Every now and again we ran one thing hard on Murray Island; for example, for a week or so some of us studied “cat’s cradle” games. McDougall soon became fascinated by these, and Myers eventually succumbed. But kamut, as the natives call their string puzzles, is a very different matter from the uninteresting and simple performance to which we were accustomed as children.

Two distinct kinds of operations may be performed with string, namely, tricks and puzzles. The former usually are movements which appear to form knots or ties, but which really run out freely. The puzzles are complicated figures which are supposed to bear some resemblance to natural objects. Our “cat’s cradle” belongs to the latter category, but we have also numerous string tricks.

Some of the string tricks are the same as those practised at home. One was intended to represent some food held in the hand which was offered to the spectator, but when the latter attempted to take it, saying, “You got some food for me?” the food disappeared as the player replied, “No got.” A similar, apparently knotted puzzle terminated in two loops, which represented a mouse’s ears, but on attempting to catch it the whole ran out.

Some of the string puzzles represented divers objects, as a bird’s nest, coconut palm, the setting sun, a fish spear, a crab, a canoe, and many others. Quite a number were moving puzzles—working models, in fact; such were, for example, a sea-snake swimming, a man dancing, and so forth. Some of these were indelicate. The most interesting was a fight between a Dauar man and a Murray Islander. In this kamut, by working the strings, two loose knots collided in the centre and became mixed up, but eventually one knot returns with a loop on it, which is the successful Murray Islander returning with the head of his adversary!

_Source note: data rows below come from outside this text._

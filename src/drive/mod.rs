//! Local filesystem drive: root discovery, listing, content access and uploads.
//!
//! Every operation runs its input path through [`PathGuard`] before touching
//! the filesystem and works on the cleaned absolute path the guard returns.
//! Nothing is kept between calls; a [`Drive`] only carries its policy and
//! tuning knobs.

mod content;
mod guard;
mod listing;
mod roots;
mod staging;
mod upload;

use chrono::{DateTime, Utc};
use serde::Serialize;
use std::fs::Metadata;
use std::io::{self, ErrorKind};
use std::path::{Path, PathBuf};
use std::sync::Arc;
use std::time::Duration;
use thiserror::Error;
use tokio::fs;
use tracing::info;

use crate::config::{DEFAULT_LIST_TIMEOUT_SECS, DEFAULT_SPOOL_DIR_NAME, DEFAULT_UPLOAD_WORKERS};

pub use content::{ContentHandle, ContentMode};
pub use guard::PathGuard;

/// Errors produced by drive operations.
#[derive(Debug, Error)]
pub enum DriveError {
    #[error("access to path {} is not allowed", .0.display())]
    AccessDenied(PathBuf),

    #[error("path {} does not exist or is not accessible", .path.display())]
    NotFound {
        path: PathBuf,
        #[source]
        source: io::Error,
    },

    #[error("{0}")]
    InvalidArgument(String),

    #[error("file already exists: {}", .0.display())]
    AlreadyExists(PathBuf),

    #[error("failed to {context} {}: {source}", .path.display())]
    Io {
        context: &'static str,
        path: PathBuf,
        #[source]
        source: io::Error,
    },

    #[error("upload of {name} was interrupted: {source}")]
    UploadInterrupted {
        name: String,
        #[source]
        source: io::Error,
    },

    #[error("operation cancelled")]
    Cancelled,

    #[error("all uploads failed")]
    AllUploadsFailed,

    #[error("{0}")]
    Internal(String),
}

impl DriveError {
    pub(crate) fn io(context: &'static str, path: &Path, source: io::Error) -> Self {
        DriveError::Io {
            context,
            path: path.to_path_buf(),
            source,
        }
    }

    /// Stat failures all surface as "not found or not accessible".
    pub(crate) fn stat(path: &Path, source: io::Error) -> Self {
        DriveError::NotFound {
            path: path.to_path_buf(),
            source,
        }
    }
}

/// Tuning knobs for a [`Drive`].
#[derive(Clone, Debug)]
pub struct DriveConfig {
    pub upload_workers: usize,
    pub list_timeout: Duration,
    /// Where multipart parts are staged before they are saved.
    pub spool_dir: PathBuf,
}

impl Default for DriveConfig {
    fn default() -> Self {
        Self {
            upload_workers: DEFAULT_UPLOAD_WORKERS,
            list_timeout: Duration::from_secs(DEFAULT_LIST_TIMEOUT_SECS),
            spool_dir: std::env::temp_dir().join(DEFAULT_SPOOL_DIR_NAME),
        }
    }
}

#[derive(Clone, Debug)]
pub struct Drive {
    guard: Arc<PathGuard>,
    config: DriveConfig,
}

impl Drive {
    pub fn new(guard: PathGuard, config: DriveConfig) -> Self {
        Self {
            guard: Arc::new(guard),
            config,
        }
    }

    pub fn config(&self) -> &DriveConfig {
        &self.config
    }

    /// 创建目录（含父级），目录已存在时视为成功。
    pub async fn create_folder(&self, path: &Path) -> Result<PathBuf, DriveError> {
        let target = self.guard.check(path)?;
        fs::create_dir_all(&target)
            .await
            .map_err(|err| DriveError::io("create directory", &target, err))?;
        info!(path = %target.display(), "folder created");
        Ok(target)
    }
}

/// A browsable top-level location.
#[derive(Debug, Clone, Serialize)]
pub struct RootEntry {
    pub name: String,
    pub path: String,
    #[serde(rename = "type")]
    pub kind: &'static str,
    pub size: u64,
    pub modified: Option<DateTime<Utc>>,
}

#[derive(Debug, Clone, Copy, PartialEq, Eq, Serialize)]
#[serde(rename_all = "lowercase")]
pub enum EntryKind {
    File,
    Folder,
}

/// One immediate child of a listed directory.
#[derive(Debug, Clone, Serialize)]
pub struct FileRecord {
    pub name: String,
    pub path: String,
    #[serde(rename = "type")]
    pub kind: EntryKind,
    pub size: u64,
    pub modified: Option<DateTime<Utc>>,
}

pub(crate) fn modified_time(metadata: &Metadata) -> Option<DateTime<Utc>> {
    metadata.modified().ok().map(DateTime::<Utc>::from)
}

/// Renders a path with forward slashes, the form returned to clients.
pub(crate) fn display_path(path: &Path) -> String {
    path.to_string_lossy().replace('\\', "/")
}

/// Ensures `path` is a directory, creating it (and its parents) when absent.
pub(crate) async fn ensure_dir(guard: &PathGuard, path: &Path) -> Result<PathBuf, DriveError> {
    let target = guard.check(path)?;
    match fs::metadata(&target).await {
        Ok(metadata) if metadata.is_dir() => Ok(target),
        Ok(_) => Err(DriveError::InvalidArgument(format!(
            "path {} is not a directory",
            target.display()
        ))),
        Err(err) if err.kind() == ErrorKind::NotFound => {
            fs::create_dir_all(&target)
                .await
                .map_err(|err| DriveError::io("create directory", &target, err))?;
            Ok(target)
        }
        Err(err) => Err(DriveError::stat(&target, err)),
    }
}


#[cfg(test)]
mod tests {
    use super::test_support::make_drive;
    use super::*;

    #[tokio::test]
    async fn create_folder_builds_nested_tree() {
        let (temp, drive) = make_drive();
        let target = temp.path().join("a/b/c");

        drive.create_folder(&target).await.expect("create folder");
        assert!(target.is_dir());

        // 已存在时再次创建不报错
        drive.create_folder(&target).await.expect("create again");
    }

    #[cfg(unix)]
    #[tokio::test]
    async fn create_folder_rejects_denied_path() {
        let (_temp, drive) = make_drive();
        let result = drive.create_folder(Path::new("/etc/vault-drive-test")).await;

        assert!(matches!(result, Err(DriveError::AccessDenied(_))));
        assert!(!Path::new("/etc/vault-drive-test").exists());
    }

    #[tokio::test]
    async fn ensure_dir_rejects_regular_file() {
        let (temp, drive) = make_drive();
        let file = temp.path().join("plain.txt");
        std::fs::write(&file, b"x").expect("write file");

        let result = ensure_dir(&drive.guard, &file).await;
        assert!(matches!(result, Err(DriveError::InvalidArgument(_))));
    }
}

Little songs are sung to many string puzzles as they are being played, which may be the relics of some magical formulæ. Several kamut puzzles illustrate legendary beings such as Geigi, the boy king-fish, or his mother Nageg, the trigger-fish. One represents the taboo grounds of Gazir and Kiam, where some of the Malu ceremonies were held.

We learnt a good many of these kamut, but they were very difficult to remember, owing to the extreme complication of the processes in making the figures, and we had to practise them constantly. Eventually we invented a system of nomenclature, by means of which we found it possible to write down all the stages of manipulation; and we found as a rule the more complex the figure the easier it was to describe. By rigorous adherence to our system it will be possible for others to reproduce the Murray Island figures and to record others from elsewhere. Generally Rivers and Ray first learnt a particular puzzle, and gradually worked out the description by slowly performing the movements and dictating the processes to me, but I did not watch what they were doing.

Then one of them read out the description while I endeavoured to reproduce the puzzle from the verbal description alone. We were never satisfied until it can be so done without any possibility of mistake. We had many fights over the descriptions, and always felt very proud of ourselves when one account was satisfactorily finished. But I can very well imagine that had we been observed some people would have thought we were demented, or, at least, were wasting our time.

One afternoon some of us went to a kaikai, or feast. The word kaikai means food, a meal, a feast, or to eat. It is in use all over the South Seas, and is derived from the Polynesian kai (food). The Miriam (i.e. the Murray Island) name for a feast is wetpur. This was a funeral feast for the son of “Captain Cook,” of Erub; the boy had died about a year previously.

The proceedings opened with a kolap, or top-spinning match. Top-spinning was a great institution in Murray Island during the time of our stay there. On one occasion there were thirty tops spinning at the same time. The men sang songs, and there was great cheering-on of slackening tops, and shouting and jeering when one stopped. At the critical time, as a top was dying, great care was taken to shelter it from the wind so as to prolong its “life” a few seconds longer. At one match we timed the four best tops, and found they span for 27½, 26¾, 25¼, and 24 minutes respectively.